Exercise data
▼
//! Wait futures: the scheduler's only suspension primitive.
//!
//! A [`Wait`] parks the awaiting coroutine in the time queue of one
//! (phase, clock) pair and completes during the first
//! [`update`](crate::Scheduler::update_with) of that pair whose clock
//! snapshot has reached the deadline. A zero delay means "the next update":
//! it never completes within the update that created it.
//!
//! # Cancel safety
//!
//! Dropping a queued `Wait`, directly or through coroutine teardown,
//! removes its record from the queue with no other side effects.

use crate::kind::{ClockKind, DefaultClock, DefaultUpdate, UpdateKind};
use crate::runtime::scheduler::{current_frame, Inner};
use crate::runtime::timer::{Deadline, WaitKey, WaitRecord};
use std::cell::{Cell, RefCell};
use std::future::Future;
use std::pin::Pin;
use std::rc::{Rc, Weak};
use std::task::{Context, Poll};
use tracing::trace;

enum WaitState<P: UpdateKind, C: ClockKind> {
    /// Not yet polled; no queue record exists.
    Unregistered,
    /// Parked in the queue; the cursor is live exactly until fired.
    Queued {
        inner: Weak<RefCell<Inner<P, C>>>,
        key: WaitKey,
        record: Rc<WaitRecord>,
    },
    /// Popped by a drain and observed by a poll.
    Finished,
}

/// Suspends the awaiting coroutine until a (phase, clock) deadline.
///
/// Construct through [`wait`], [`wait_in`], or [`next_update`]. Must be
/// awaited from a coroutine driven by a scheduler whose phase and clock
/// types match; anything else is a precondition violation and panics.
pub struct Wait<P: UpdateKind = DefaultUpdate, C: ClockKind = DefaultClock> {
    delay: f64,
    phase: P,
    clock: C,
    state: WaitState<P, C>,
}

impl<P: UpdateKind, C: ClockKind> Wait<P, C> {
    /// A wait of `delay_sec` seconds on an explicit phase and clock.
    #[must_use]
    pub fn new_in(delay_sec: f64, phase: P, clock: C) -> Self {
        debug_assert!(delay_sec.is_finite(), "wait delay must be finite");
        Self {
            delay: delay_sec,
            phase,
            clock,
            state: WaitState::Unregistered,
        }
    }

    fn register(&mut self) {
        let (cell, task) = current_frame()
            .expect("wait futures must be polled from a coroutine resumption of a live scheduler");
        let Ok(inner) = cell.downcast::<RefCell<Inner<P, C>>>() else {
            panic!("wait phase/clock kinds do not match the driving scheduler")
        };

        let deadline = if self.delay == 0.0 {
            Deadline::Immediate
        } else {
            let source = inner.borrow().clocks.source(self.clock);
            let now = source.now();
            Deadline::At(now + self.delay)
        };

        let record = Rc::new(WaitRecord {
            task,
            fired: Cell::new(false),
        });
        let key = inner
            .borrow_mut()
            .queue_mut(self.phase, self.clock)
            .insert(deadline, Rc::clone(&record));
        trace!(task_id = %task, delay = self.delay, phase = ?self.phase, clock = ?self.clock, "coroutine suspended on wait");

        self.state = WaitState::Queued {
            inner: Rc::downgrade(&inner),
            key,
            record,
        };
    }
}

impl<P: UpdateKind + Unpin, C: ClockKind + Unpin> Future for Wait<P, C> {
    type Output = ();

    fn poll(self: Pin<&mut Self>, _cx: &mut Context<'_>) -> Poll<()> {
        let this = self.get_mut();
        match &this.state {
            WaitState::Unregistered => {
                this.register();
                Poll::Pending
            }
            WaitState::Queued { record, .. } => {
                if record.fired.get() {
                    this.state = WaitState::Finished;
                    Poll::Ready(())
                } else {
                    Poll::Pending
                }
            }
            WaitState::Finished => Poll::Ready(()),
        }
    }
}

impl<P: UpdateKind, C: ClockKind> Drop for Wait<P, C> {
    fn drop(&mut self) {
        let WaitState::Queued { inner, key, record } = &self.state else {
            return;
        };
        if record.fired.get() {
            return;
        }
        // Cancellation path: unhook the record so the queue never resumes a
        // torn-down coroutine.
        if let Some(inner) = inner.upgrade() {
            inner.borrow_mut().queue_mut(self.phase, self.clock).remove(*key);
            trace!(task_id = %record.task, "queued wait cancelled");
        }
    }
}

/// Waits `delay_sec` seconds on the default phase and clock.
///
/// `wait(0.0)` suspends until the next default update.
#[must_use]
pub fn wait(delay_sec: f64) -> Wait {
    Wait::new_in(delay_sec, DefaultUpdate::first(), DefaultClock::first())
}

/// Waits `delay_sec` seconds on an explicit phase and clock.
#[must_use]
pub fn wait_in<P: UpdateKind, C: ClockKind>(delay_sec: f64, phase: P, clock: C) -> Wait<P, C> {
    Wait::new_in(delay_sec, phase, clock)
}

/// Suspends until the next default update. Equivalent to `wait(0.0)`.
#[must_use]
pub fn next_update() -> Wait {
    wait(0.0)
}

/// Completes once `pred` returns true, re-checking on every default update.
///
/// The predicate is checked before the first suspension: a predicate that is
/// already true completes without suspending.
pub async fn wait_until(mut pred: impl FnMut() -> bool) {
    while !pred() {
        wait(0.0).await;
    }
}

/// Completes once `pred` returns false, re-checking on every default update.
pub async fn wait_while(mut pred: impl FnMut() -> bool) {
    while pred() {
        wait(0.0).await;
    }
}
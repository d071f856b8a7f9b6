//! Clock registry: one time source per [`ClockKind`] variant.
//!
//! Every clock reports monotonic seconds as `f64`. Unless the host installs
//! a custom timer, a clock falls back to the scheduler's default source:
//! seconds elapsed since the scheduler was created.

use crate::kind::ClockKind;
use std::marker::PhantomData;
use std::rc::Rc;
use std::time::Instant;

/// A resolved time source, cloned out of the registry so the actual call
/// happens without holding any scheduler borrow (custom timers are user
/// code).
#[derive(Clone)]
pub(crate) enum ClockSource {
    Custom(Rc<dyn Fn() -> f64>),
    Epoch(Instant),
}

impl ClockSource {
    pub(crate) fn now(&self) -> f64 {
        match self {
            Self::Custom(f) => f(),
            Self::Epoch(epoch) => epoch.elapsed().as_secs_f64(),
        }
    }
}

pub(crate) struct ClockRegistry<C: ClockKind> {
    custom: Vec<Option<Rc<dyn Fn() -> f64>>>,
    epoch: Instant,
    _kind: PhantomData<C>,
}

impl<C: ClockKind> ClockRegistry<C> {
    pub(crate) fn new() -> Self {
        Self {
            custom: (0..C::COUNT).map(|_| None).collect(),
            epoch: Instant::now(),
            _kind: PhantomData,
        }
    }

    /// Installs a custom timer for `clock`, replacing the default source.
    pub(crate) fn set(&mut self, clock: C, f: Rc<dyn Fn() -> f64>) {
        self.custom[clock.index()] = Some(f);
    }

    pub(crate) fn source(&self, clock: C) -> ClockSource {
        self.custom[clock.index()]
            .clone()
            .map_or(ClockSource::Epoch(self.epoch), ClockSource::Custom)
    }
}
impl<P: UpdateKind, C: ClockKind> Scheduler<P, C> {
    /// Creates a scheduler with empty queues and default clocks.
    #[must_use]
    pub fn new() -> Self {
        Self {
            inner: Rc::new(RefCell::new(Inner::new())),
        }
    }

    /// Launches a root coroutine and runs it to its first suspension point.
    ///
    /// `f` is invoked once, immediately, to build the coroutine body; the
    /// body is stored in the root entry for as long as the entry lives, so
    /// everything the body captures stays alive with it.
    ///
    /// The returned [`Handle`] stops the coroutine when dropped; call
    /// [`Handle::forget`] for fire-and-forget use.
    pub fn start<F, Fut, T>(&self, f: F) -> Handle<T>
    where
        F: FnOnce() -> Fut,
        Fut: Future<Output = T> + 'static,
        T: 'static,
    {
        let future = f();
        let id = {
            let mut inner = self.inner.borrow_mut();
            let id = TaskId(inner.next_id);
            inner.next_id += 1;
            inner
                .entries
                .insert(id.raw(), RootEntry::new(StoredTask::new(future, id)));
            id
        };
        debug!(task_id = %id, "root coroutine started");

        // Kick off to the first suspension point; the body may already
        // finish (or start further roots) during this resumption.
        resume_root(&self.inner, id);
        settle_finished(&self.inner);

        let hook: Rc<dyn ManagerHook> = Rc::clone(&self.inner) as Rc<dyn ManagerHook>;
        Handle::new(id, Rc::downgrade(&hook))
    }

    /// Drains the default (phase, clock) queue once.
    pub fn update(&self) {
        self.update_with(P::first(), C::first());
    }

    /// Drains one (phase, clock) queue.
    ///
    /// The clock is read once at the start of the drain; every waiter whose
    /// deadline is at or before that snapshot resumes during this call, in
    /// ascending deadline order with FIFO ties. Waits created during the
    /// drain (including zero-delay ones) park until the next call.
    pub fn update_with(&self, phase: P, clock: C) {
        let source = self.inner.borrow().clocks.source(clock);
        let now = source.now();
        self.inner.borrow_mut().queue_mut(phase, clock).setup_drain(now);

        let mut resumed = 0u32;
        loop {
            let record = self.inner.borrow_mut().queue_mut(phase, clock).pop_ready();
            let Some(record) = record else { break };
            record.fired.set(true);
            resume_root(&self.inner, record.task);
            settle_finished(&self.inner);
            resumed += 1;
        }
        debug_assert!(
            !self.inner.borrow().queue(phase, clock).has_ready(),
            "drain left ready waiters behind"
        );
        trace!(phase = ?phase, clock = ?clock, now, resumed, "update drained");
    }

    /// Installs a custom timer for `clock`, replacing the default monotonic
    /// source. The function must return monotonic seconds.
    pub fn set_timer(&self, clock: C, f: impl Fn() -> f64 + 'static) {
        self.inner.borrow_mut().clocks.set(clock, Rc::new(f));
    }

    /// Number of wait records currently queued for one (phase, clock) pair.
    ///
    /// Host-facing introspection: useful for debug overlays and for
    /// observing that cancellation removed in-flight waits.
    #[must_use]
    pub fn pending_waits(&self, phase: P, clock: C) -> usize {
        self.inner.borrow().queue(phase, clock).len()
    }

    /// Earliest pending deadline in one queue, in that clock's seconds.
    ///
    /// Zero-delay waits report `0.0`; `None` means the queue is empty. Handy
    /// for hosts that pace their frame loop around the next timer.
    #[must_use]
    pub fn next_deadline(&self, phase: P, clock: C) -> Option<f64> {
        self.inner
            .borrow()
            .queue(phase, clock)
            .peek_deadline()
            .map(|deadline| match deadline {
                Deadline::Immediate => 0.0,
                Deadline::At(at) => at,
            })
    }
}

impl<P: UpdateKind, C: ClockKind> Default for Scheduler<P, C> {
    fn default() -> Self {
        Self::new()
    }
}

impl<P: UpdateKind, C: ClockKind> Drop for Scheduler<P, C> {
    fn drop(&mut self) {
        // Destroy roots first: their drop-glue cancels every nested child
        // and wait record, draining the queues. Dropped coroutine state may
        // own handles into this scheduler, so flag the teardown and drop
        // outside the borrow.
        let entries: Vec<RootEntry> = {
            let mut inner = self.inner.borrow_mut();
            inner.closing = true;
            inner.entries.drain().map(|(_, entry)| entry).collect()
        };
        drop(entries);

        let mut inner = self.inner.borrow_mut();
        for queue in &mut inner.queues {
            debug_assert!(queue.is_empty(), "wait record survived its coroutine");
            queue.clear();
        }
    }
}

/// Polls one root to its next suspension point.
///
/// The stored body is checked out of the entry for the duration of the poll
/// so the entry map stays borrowable from inside the coroutine (`start`,
/// handle operations). Completion and failure are parked in the finished
/// slot; teardown of the body always happens outside the state borrow.
fn resume_root<P: UpdateKind, C: ClockKind>(rc: &Rc<RefCell<Inner<P, C>>>, id: TaskId) {
    let mut stored = {
        let mut inner = rc.borrow_mut();
        let Some(entry) = inner.entries.get_mut(&id.raw()) else {
            return;
        };
        if entry.state != CoroState::Running {
            return;
        }
        let Some(task) = entry.task.take() else {
            return;
        };
        task
    };

    let cell: Rc<dyn Any> = Rc::clone(rc) as Rc<dyn Any>;
    let weak_cell = Rc::downgrade(&cell);
    drop(cell);
    let guard = ResumeGuard::push(weak_cell, id);

    let waker = Waker::from(Arc::new(NoopWaker));
    let mut cx = Context::from_waker(&waker);
    let polled = catch_unwind(AssertUnwindSafe(|| stored.poll(&mut cx)));
    drop(guard);

    let leftover: Option<StoredTask> = {
        let mut inner = rc.borrow_mut();
        match inner.entries.get_mut(&id.raw()) {
            // Stopped and released from within its own resumption.
            None => Some(stored),
            Some(entry) => {
                let mut finish: Option<Option<PanicPayload>> = None;
                let leftover = match polled {
                    Ok(Poll::Pending) => {
                        if entry.state == CoroState::Running {
                            entry.task = Some(stored);
                            None
                        } else {
                            // Stopped mid-resumption; tear down after the
                            // borrow ends.
                            Some(stored)
                        }
                    }
                    Ok(Poll::Ready(value)) => {
                        if entry.state == CoroState::Running {
                            entry.result = Some(value);
                            finish = Some(None);
                        }
                        Some(stored)
                    }
                    Err(payload) => {
                        if entry.state == CoroState::Running {
                            finish = Some(Some(PanicPayload::from_unwind(payload)));
                        }
                        Some(stored)
                    }
                };
                if let Some(failure) = finish {
                    inner.record_finished(id, failure);
                }
                leftover
            }
        }
    };
    drop(leftover);
}

/// Settles the parked just-finished root, if any.
///
/// Runs between queue pops and after the `start` kick: flips the entry to
/// its terminal state and erases it when the handle already released it.
fn settle_finished<P: UpdateKind, C: ClockKind>(rc: &Rc<RefCell<Inner<P, C>>>) {
    let erased: Option<RootEntry> = {
        let mut inner = rc.borrow_mut();
        let Some(FinishedRoot { id, failure }) = inner.finished.take() else {
            return;
        };
        let entry = inner
            .entries
            .get_mut(&id.raw())
            .expect("finished root coroutine has no entry");
        debug_assert_eq!(entry.state, CoroState::Running);
        entry.state = if failure.is_none() {
            CoroState::Succeeded
        } else {
            CoroState::Failed
        };
        debug!(task_id = %id, state = ?entry.state, "root coroutine finished");
        entry.failure = failure;
        let released = entry.released;
        if released {
            inner.entries.remove(&id.raw())
        } else {
            None
        }
    };
    drop(erased);
}

impl<P: UpdateKind, C: ClockKind> ManagerHook for RefCell<Inner<P, C>> {
    fn stop(&self, id: TaskId) {
        let dropped: Option<StoredTask> = {
            let mut inner = self.borrow_mut();
            if inner.closing {
                return;
            }
            let entry = inner
                .entries
                .get_mut(&id.raw())
                .expect("stop called with an unknown coroutine id");
            assert!(!entry.released, "stop called on a released coroutine entry");
            if entry.state != CoroState::Running {
                return;
            }
            debug!(task_id = %id, "root coroutine stopped");
            entry.state = CoroState::Stopped;
            entry.task.take()
        };
        // Cancellation cascade: dropping the body tears down nested children
        // and removes their wait records from the queues.
        drop(dropped);
    }

    fn release(&self, id: TaskId) {
        let erased: Option<RootEntry> = {
            let mut inner = self.borrow_mut();
            if inner.closing {
                return;
            }
            let entry = inner
                .entries
                .get_mut(&id.raw())
                .expect("release called with an unknown coroutine id");
            assert!(!entry.released, "double release of a coroutine entry");
            entry.released = true;
            let running = entry.state == CoroState::Running;
            if running {
                None
            } else {
                inner.entries.remove(&id.raw())
            }
        };
        drop(erased);
    }

    fn state(&self, id: TaskId) -> CoroState {
        let inner = self.borrow();
        if inner.closing {
            return CoroState::Stopped;
        }
        inner
            .entries
            .get(&id.raw())
            .expect("state queried with an unknown coroutine id")
            .state
    }

    fn take_result(&self, id: TaskId) -> TakenResult {
        let mut inner = self.borrow_mut();
        if inner.closing {
            return TakenResult::Empty;
        }
        let entry = inner
            .entries
            .get_mut(&id.raw())
            .expect("take_result queried with an unknown coroutine id");
        match entry.state {
            CoroState::Succeeded => entry
                .result
                .take()
                .map_or(TakenResult::Empty, TakenResult::Value),
            CoroState::Failed => entry
                .failure
                .take()
                .map_or(TakenResult::Empty, TakenResult::Failure),
            CoroState::Running | CoroState::Stopped => TakenResult::Empty,
        }
    }
}

thread_local! {
    static GLOBAL: Scheduler = Scheduler::new();
}
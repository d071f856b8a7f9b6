//! Time primitives: clocks and wait futures.
//!
//! Every clock reports monotonic seconds as `f64`; custom sources are
//! installed per [`ClockKind`](crate::kind::ClockKind) variant with
//! [`Scheduler::set_timer`](crate::Scheduler::set_timer). The [`Wait`]
//! future is the scheduler's sole suspension primitive; [`wait_until`] and
//! [`wait_while`] are poll-based adapters over it.

pub(crate) mod clock;
mod wait;

pub use wait::{next_update, wait, wait_in, wait_until, wait_while, Wait};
▲
Task to carry out
In the entries above, find the line with "pair whose clock" and the line with "Dropping a queued", then restate word for word both of them and every line between, with nothing more.

Response
//! [`update`](crate::Scheduler::update_with) of that pair whose clock
//! snapshot has reached the deadline. A zero delay means "the next update":
//! it never completes within the update that created it.
//!
//! # Cancel safety
//!
//! Dropping a queued `Wait`, directly or through coroutine teardown,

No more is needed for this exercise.